Leucopogon tenuicaulis is a species of flowering plant in the heath family Ericaceae and is endemic to the far southwest of Western Australia. It is an erect or sprawling shrub with thin stems, upright triangular to narrowly egg-shaped or narrowly elliptic leaves and erect, white or pale pink, tube-shaped flower arranged in large groups on the ends of branches and in upper leaf axils.

==Description==
Leucopogon tenuicaulis is a slender, erect to sprawling shrub that typically grows up to 50 cm high and wide, and has a single stem at the base. Its young branchlets are thin, glabrous and reddish- or yellowish-brown. The leaves are more or less erect, narrowly egg-shaped or narrowly elliptic, 5–22 mm long 1.7–5.2 mm wide and more or less stem-clasping on a brownish petiole 0.4–1.1 mm long. Both sides of the leaves are glabrous and there are usually five to seven indistinct veins visible on the lower surface. The flowers are erect, and arranged on the ends of the branches and in upper leaf axils in groups of 11 to 28. There are egg-shaped bracts 0.9–1.3 mm long and egg-shaped bracteoles 0.6–1.1 mm long at the base of the flowers. The sepals are egg-shaped or narrowly egg-shaped, 1.2–2.1 mm long, the petals white or pale pink, and joined at the base, forming a narrowly bell-shaped or cylindrical tube 0.3–2.0 mm long. The petal lobes are 1.4–2.0 mm long and densely bearded inside. Flowering mainly occurs from August to December and the fruit is an oval drupe 1.8–2.1 mm long.

==Taxonomy==
Leucopogon tenuicaulis was first formally described in 2009 by Michael Hislop in the journal Nuytsia from an unpublished description by Jocelyn Powell of specimens collected in 1993 near Nannup by Alex George. The specific epithet, (tenuicaulis) means "a thin stem".

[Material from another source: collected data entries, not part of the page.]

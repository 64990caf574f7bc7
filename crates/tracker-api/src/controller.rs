//! Generic resource controller
//!
//! One [`ResourceController`] serves every verb for one collaboratable kind.
//! Handlers are stored kind-erased behind [`ResourceHandler`] so the
//! registry can dispatch on the route name alone.

use std::marker::PhantomData;
use std::sync::Arc;

use async_trait::async_trait;
use serde_json::Value;
use tracing::{debug, info};
use tracker_access::{ParentRoute, PermissionGate, Resolution, Verb};
use tracker_model::{ActorRef, Attributes, Collaboratable, Collaboration};
use tracker_store::{Catalog, CollaborationLedger, Predicate, QueryParams, ResourceStore};

use crate::error::{ApiError, ApiResult};
use crate::registry::Registration;
use crate::response::ApiResponse;

/// Who is asking, and through which route.
#[derive(Debug, Clone)]
pub struct RequestContext {
    /// Authenticated actor
    pub actor: ActorRef,

    /// Enclosing resource of a nested route
    pub parent: Option<ParentRoute>,

    /// Public base URL for `Location` headers
    pub base_url: String,
}

impl RequestContext {
    /// Create a context for a flat route.
    pub fn new(actor: ActorRef, base_url: impl Into<String>) -> Self {
        Self {
            actor,
            parent: None,
            base_url: base_url.into(),
        }
    }

    /// Nest the request under `parent`.
    pub fn nested(mut self, parent: ParentRoute) -> Self {
        self.parent = Some(parent);
        self
    }
}

/// Kind-erased handler for one resource kind.
#[async_trait]
pub trait ResourceHandler: Send + Sync {
    /// How the kind is exposed.
    fn registration(&self) -> &Registration;

    /// Resources visible to the actor that match `params`.
    async fn list(&self, ctx: &RequestContext, params: &QueryParams) -> ApiResult<ApiResponse>;

    /// One resource.
    async fn show(&self, ctx: &RequestContext, raw_id: &str) -> ApiResult<ApiResponse>;

    /// Create a resource from a `{<kind>: {...}}` body.
    async fn create(&self, ctx: &RequestContext, body: Value) -> ApiResult<ApiResponse>;

    /// Update a resource from a `{<kind>: {...}}` body.
    async fn update(&self, ctx: &RequestContext, raw_id: &str, body: Value) -> ApiResult<ApiResponse>;

    /// Delete a resource and its collaborations.
    async fn destroy(&self, ctx: &RequestContext, raw_id: &str) -> ApiResult<ApiResponse>;
}

/// [`ResourceHandler`] for kind `T` backed by store `S`.
pub struct ResourceController<T, S: ?Sized> {
    registration: Registration,
    store: Arc<S>,
    gate: PermissionGate<S>,
    _kind: PhantomData<fn() -> T>,
}

impl<T, S> ResourceController<T, S>
where
    T: Collaboratable,
    S: ResourceStore<T> + CollaborationLedger + Catalog + ?Sized + 'static,
{
    /// Create a controller for `registration` over `store`.
    pub fn new(registration: Registration, store: Arc<S>) -> Self {
        Self {
            registration,
            gate: PermissionGate::new(Arc::clone(&store)),
            store,
            _kind: PhantomData,
        }
    }

    fn location(&self, ctx: &RequestContext, resource: &T) -> String {
        format!(
            "{}/api/v1/{}/{}",
            ctx.base_url,
            T::KIND.plural(),
            resource.id()
        )
    }

    /// Extract the `{<kind>: {...}}` wrapper, keeping permitted fields only.
    fn permitted(&self, body: Value) -> ApiResult<Attributes> {
        let key = T::KIND.as_str();
        let Value::Object(mut wrapper) = body else {
            return Err(missing_param(key));
        };
        let Some(Value::Object(attributes)) = wrapper.remove(key) else {
            return Err(missing_param(key));
        };

        let mut permitted = Attributes::new();
        for (field, value) in attributes {
            if self.registration.permitted.iter().any(|p| *p == field) {
                permitted.insert(field, value);
            } else {
                debug!(kind = %T::KIND, %field, "Unpermitted parameter");
            }
        }
        Ok(permitted)
    }

    async fn resolve(&self, ctx: &RequestContext, verb: Verb, raw_id: &str) -> ApiResult<T> {
        match self
            .gate
            .resolve::<T>(&ctx.actor, verb, raw_id, ctx.parent.as_ref())
            .await?
        {
            Resolution::Allowed(resource) => Ok(resource),
            Resolution::NotPermitted => Err(ApiError::NotPermitted),
            Resolution::NotFound => Err(ApiError::NotFound),
        }
    }

    fn serialize(resource: &T) -> ApiResult<Value> {
        serde_json::to_value(resource).map_err(|e| ApiError::Internal(e.to_string()))
    }
}

fn missing_param(key: &str) -> ApiError {
    ApiError::BadRequest(format!("param is missing or the value is empty: {}", key))
}

#[async_trait]
impl<T, S> ResourceHandler for ResourceController<T, S>
where
    T: Collaboratable,
    S: ResourceStore<T> + CollaborationLedger + Catalog + ?Sized + 'static,
{
    fn registration(&self) -> &Registration {
        &self.registration
    }

    async fn list(&self, ctx: &RequestContext, params: &QueryParams) -> ApiResult<ApiResponse> {
        let resources = match self.gate.scope::<T>(&ctx.actor, ctx.parent.as_ref()).await? {
            Resolution::Allowed(resources) => resources,
            Resolution::NotPermitted => return Err(ApiError::NotPermitted),
            Resolution::NotFound => return Err(ApiError::NotFound),
        };

        let predicate = Predicate::build(params, &self.registration.queryable);
        let items = predicate
            .filter(resources)
            .iter()
            .map(Self::serialize)
            .collect::<ApiResult<Vec<_>>>()?;

        debug!(actor = %ctx.actor, kind = %T::KIND, count = items.len(), "Listed");
        Ok(ApiResponse::Listed(items))
    }

    async fn show(&self, ctx: &RequestContext, raw_id: &str) -> ApiResult<ApiResponse> {
        let resource = self.resolve(ctx, Verb::Show, raw_id).await?;
        Ok(ApiResponse::Shown(Self::serialize(&resource)?))
    }

    async fn create(&self, ctx: &RequestContext, body: Value) -> ApiResult<ApiResponse> {
        let parent = match &ctx.parent {
            Some(route) => match self.gate.parent(&ctx.actor, route).await? {
                Some(parent) => Some(parent),
                None => return Err(ApiError::NotPermitted),
            },
            None => None,
        };
        let attributes = self.permitted(body)?;

        let resource = T::build(&attributes, parent)?;
        let resource = if self.registration.collaboratable {
            let owner = Collaboration::ownership(ctx.actor, resource.reference());
            let (resource, _) = self.store.insert_owned(resource, owner).await?;
            resource
        } else {
            self.store.insert(resource).await?
        };

        info!(actor = %ctx.actor, kind = %T::KIND, id = %resource.id(), "Created");
        Ok(ApiResponse::Created {
            location: self.location(ctx, &resource),
            body: Self::serialize(&resource)?,
        })
    }

    async fn update(&self, ctx: &RequestContext, raw_id: &str, body: Value) -> ApiResult<ApiResponse> {
        let current = self.resolve(ctx, Verb::Update, raw_id).await?;
        let attributes = self.permitted(body)?;

        let mut changed = current.clone();
        changed.apply(&attributes)?;
        let resource = self.store.update(changed).await?;

        info!(actor = %ctx.actor, kind = %T::KIND, id = %resource.id(), "Updated");
        Ok(ApiResponse::Accepted {
            location: self.location(ctx, &resource),
            body: Self::serialize(&resource)?,
        })
    }

    async fn destroy(&self, ctx: &RequestContext, raw_id: &str) -> ApiResult<ApiResponse> {
        let resource = self.resolve(ctx, Verb::Destroy, raw_id).await?;

        if self.store.delete(resource.id()).await? {
            info!(actor = %ctx.actor, kind = %T::KIND, id = %resource.id(), "Deleted");
            Ok(ApiResponse::Deleted)
        } else {
            Err(ApiError::NotPermitted)
        }
    }
}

==Distribution and habitat==
This leucopogon grows in winter-wet heath and woodland on the flats to the north, north-east and east of Augusta in the Jarrah Forest, Swan Coastal Plain and Warren bioregions in the far south-west of Western Australia.

==Conservation status==
Leucopogon tenuicaulis is listed as "not threatened" by the Western Australian Government Department of Biodiversity, Conservation and Attractions.